The ability to measure the order of growth of an algorithm is invaluable when it comes to writing the most efficient code possible. Asymptotic analysis can be used to do just that, providing us with a precise measure of how well an algorithm performs. It is a great way to quickly evaluate the efficiency of an algorithm. By analyzing the asymptotic behaviour of the code, you can quickly determine how well it is performing and make changes as necessary. This makes it a powerful tool for optimizing algorithms and improving the overall performance of a codebase.

Example:

To illustrate the concept of order of growth, let us again visit our previous problem set program to calculate the sum of first n natural numbers. The program had three different solutions, each of which will have a different order of growth.

  • In code 1, we directly applied the formula for the sum of the first n numbers. Since there was no need for any loop to run, the order of growth is zero or constant(C₁).

  • In code 2, we declared a number i each time the loop runs, so it has a linear growth or (Cn+C₃). Here C₃ represents some constant declarations in the code.

  • Similarly, in code 3, we used two loops to calculate the sum of the first n digits. While running the two loops, there are multiple statements that are running twice, and there are also some statements that are running only once. Thus, its order of growth is quadratic, or( Cn² + Cn + C₆).

Note:

When it comes to analyzing algorithms, we often look at whether or not the algorithm is a linear, quadratic, or higher order of growth. Linear algorithms have a growth rate of n, while quadratic algorithms have a growth rate of n2. Higher-order algorithms have a growth rate of n3 or higher.

An important thing to note is that after a certain point for the value of n, the code can become efficient even if it works on a slow system. This is because when the value of n is large enough, the order of growth of the algorithm can become more important than the speed of the system.

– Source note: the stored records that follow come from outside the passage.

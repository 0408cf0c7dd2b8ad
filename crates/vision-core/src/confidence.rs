//! Confidence regime heuristic
//!
//! Summarizes how decisively the top prediction dominates the rest of the
//! returned top-k, without anchoring the reader on raw softmax values.
//!
//! Two ratios drive the decision:
//! - **share**: top-1 confidence over the sum of all returned confidences
//! - **margin**: top-1 confidence minus top-2 confidence
//!
//! The first matching rule wins:
//!
//! | Regime    | Rule                                 |
//! |-----------|--------------------------------------|
//! | Confident | `share >= 0.55` or `margin >= 0.15`  |
//! | Mixed     | `share >= 0.40` or `margin >= 0.07`  |
//! | Ambiguous | otherwise                            |

use crate::types::Prediction;
use serde::Serialize;
use std::fmt;

/// Share at or above which the top prediction is considered dominant
pub const CONFIDENT_SHARE: f64 = 0.55;
/// Margin at or above which the top prediction is considered dominant
pub const CONFIDENT_MARGIN: f64 = 0.15;
/// Share at or above which the distribution is mixed rather than flat
pub const MIXED_SHARE: f64 = 0.40;
/// Margin at or above which the distribution is mixed rather than flat
pub const MIXED_MARGIN: f64 = 0.07;

/// Coarse three-level summary of a prediction distribution
#[derive(Debug, Clone, Copy, PartialEq, Eq, Hash, Serialize)]
pub enum ConfidenceRegime {
    Confident,
    Mixed,
    Ambiguous,
}

impl ConfidenceRegime {
    /// Human-readable justification shown under the regime
    pub fn reason(&self) -> &'static str {
        match self {
            Self::Confident => "Clear separation from other likely classes.",
            Self::Mixed => "Multiple classes remain plausible under uncertainty.",
            Self::Ambiguous => "Several classes exhibit comparable likelihood.",
        }
    }

    pub fn as_str(&self) -> &'static str {
        match self {
            Self::Confident => "Confident",
            Self::Mixed => "Mixed",
            Self::Ambiguous => "Ambiguous",
        }
    }
}

impl fmt::Display for ConfidenceRegime {
    fn fmt(&self, f: &mut fmt::Formatter<'_>) -> fmt::Result {
        f.write_str(self.as_str())
    }
}

/// Regime plus the explanation that accompanies it
#[derive(Debug, Clone, Copy, PartialEq, Serialize)]
pub struct ConfidenceAssessment {
    pub regime: ConfidenceRegime,
    pub reason: &'static str,
}

impl From<ConfidenceRegime> for ConfidenceAssessment {
    fn from(regime: ConfidenceRegime) -> Self {
        Self {
            regime,
            reason: regime.reason(),
        }
    }
}

/// Classify a distribution from its top-1, optional top-2, and top-k sum.
///
/// Total over its domain: a non-positive `top_k_sum` falls back to
/// `share = top1`, and a missing `top2` yields `margin = 0`.
pub fn classify(top1: f64, top2: Option<f64>, top_k_sum: f64) -> ConfidenceAssessment {
    let share = if top_k_sum > 0.0 { top1 / top_k_sum } else { top1 };
    let margin = top2.map_or(0.0, |top2| top1 - top2);

    regime_for(share, margin).into()
}

/// Decision rule over the two derived ratios
pub fn regime_for(share: f64, margin: f64) -> ConfidenceRegime {
    if share >= CONFIDENT_SHARE || margin >= CONFIDENT_MARGIN {
        ConfidenceRegime::Confident
    } else if share >= MIXED_SHARE || margin >= MIXED_MARGIN {
        ConfidenceRegime::Mixed
    } else {
        ConfidenceRegime::Ambiguous
    }
}

/// Assess an ordered prediction list; `None` when the list is empty
pub fn assess(predictions: &[Prediction]) -> Option<ConfidenceAssessment> {
    let top1 = predictions.first()?.confidence;
    let top2 = predictions.get(1).map(|p| p.confidence);
    let sum: f64 = predictions.iter().map(|p| p.confidence).sum();

    Some(classify(top1, top2, sum))
}

#[cfg(test)]
mod tests {
    use super::*;

    #[test]
    fn test_clear_winner_is_confident() {
        let result = classify(0.9, Some(0.05), 1.0);
        assert_eq!(result.regime, ConfidenceRegime::Confident);
        assert_eq!(result.reason, "Clear separation from other likely classes.");
    }

    #[test]
    fn test_share_rule_gives_mixed() {
        // share 0.45, margin 0.05
        let result = classify(0.45, Some(0.40), 1.0);
        assert_eq!(result.regime, ConfidenceRegime::Mixed);
        assert_eq!(
            result.reason,
            "Multiple classes remain plausible under uncertainty."
        );
    }

    #[test]
    fn test_flat_distribution_is_ambiguous() {
        let result = classify(0.22, Some(0.20), 1.0);
        assert_eq!(result.regime, ConfidenceRegime::Ambiguous);
        assert_eq!(result.reason, "Several classes exhibit comparable likelihood.");
    }

    #[test]
    fn test_share_boundaries() {
        assert_eq!(classify(0.55, Some(0.5), 1.0).regime, ConfidenceRegime::Confident);
        assert_eq!(classify(0.549999, Some(0.5), 1.0).regime, ConfidenceRegime::Mixed);
        assert_eq!(classify(0.40, Some(0.38), 1.0).regime, ConfidenceRegime::Mixed);
        assert_eq!(classify(0.399999, Some(0.38), 1.0).regime, ConfidenceRegime::Ambiguous);
    }

    #[test]
    fn test_margin_boundaries() {
        // 0.30 - 0.15 and 0.14 - 0.07 are exact in binary floating point
        assert_eq!(classify(0.30, Some(0.15), 1.0).regime, ConfidenceRegime::Confident);
        assert_eq!(classify(0.14, Some(0.07), 1.0).regime, ConfidenceRegime::Mixed);
        assert_eq!(classify(0.14, Some(0.0700001), 1.0).regime, ConfidenceRegime::Ambiguous);
    }

    #[test]
    fn test_missing_top2_means_zero_margin() {
        assert_eq!(classify(0.3, None, 1.0).regime, ConfidenceRegime::Ambiguous);
        // a single prediction always owns the whole sum
        assert_eq!(classify(0.3, None, 0.3).regime, ConfidenceRegime::Confident);
    }

    #[test]
    fn test_non_positive_sum_falls_back_to_top1() {
        assert_eq!(classify(0.6, None, 0.0).regime, ConfidenceRegime::Confident);
        assert_eq!(classify(0.45, None, 0.0).regime, ConfidenceRegime::Mixed);
        assert_eq!(classify(0.0, None, 0.0).regime, ConfidenceRegime::Ambiguous);
    }

    #[test]
    fn test_assess_uses_top_two_and_sum() {
        let predictions = vec![
            Prediction::new(4, 0.30),
            Prediction::new(9, 0.28),
            Prediction::new(1, 0.27),
            Prediction::new(0, 0.15),
        ];
        let result = assess(&predictions).unwrap();
        assert_eq!(result.regime, ConfidenceRegime::Ambiguous);

        assert!(assess(&[]).is_none());
    }

    #[test]
    fn test_regime_display() {
        assert_eq!(ConfidenceRegime::Mixed.to_string(), "Mixed");
    }
}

For example, if an algorithm is quadratic, it will still be efficient even if it is running on a slow system. This is because the growth rate of the algorithm is more important than the speed of the system.

The same is true for algorithms with a higher order of growth. If an algorithm has a higher order of growth, then it will have a higher value of a certain value of n. This means that the algorithm will become efficient even if it is running on a slow system.

Conclusion

In conclusion, asymptotic analysis is an incredibly useful tool for understanding the efficiency of algorithms. It is important to understand the order of growth of an algorithm in order to understand how efficient it will be. After a certain point for the value of n, the code can become efficient even if it is running on a slow system. This is because the order of growth of the algorithm can become more important than the speed of the system.

In the next blog, we will learn about how to analyze the time complexity of a given algorithm and which algorithm is better to use. The topics which will be discussed are Big-O notation, Big-Omega notation and Big-Theta notation. Till then, take care and keep learning.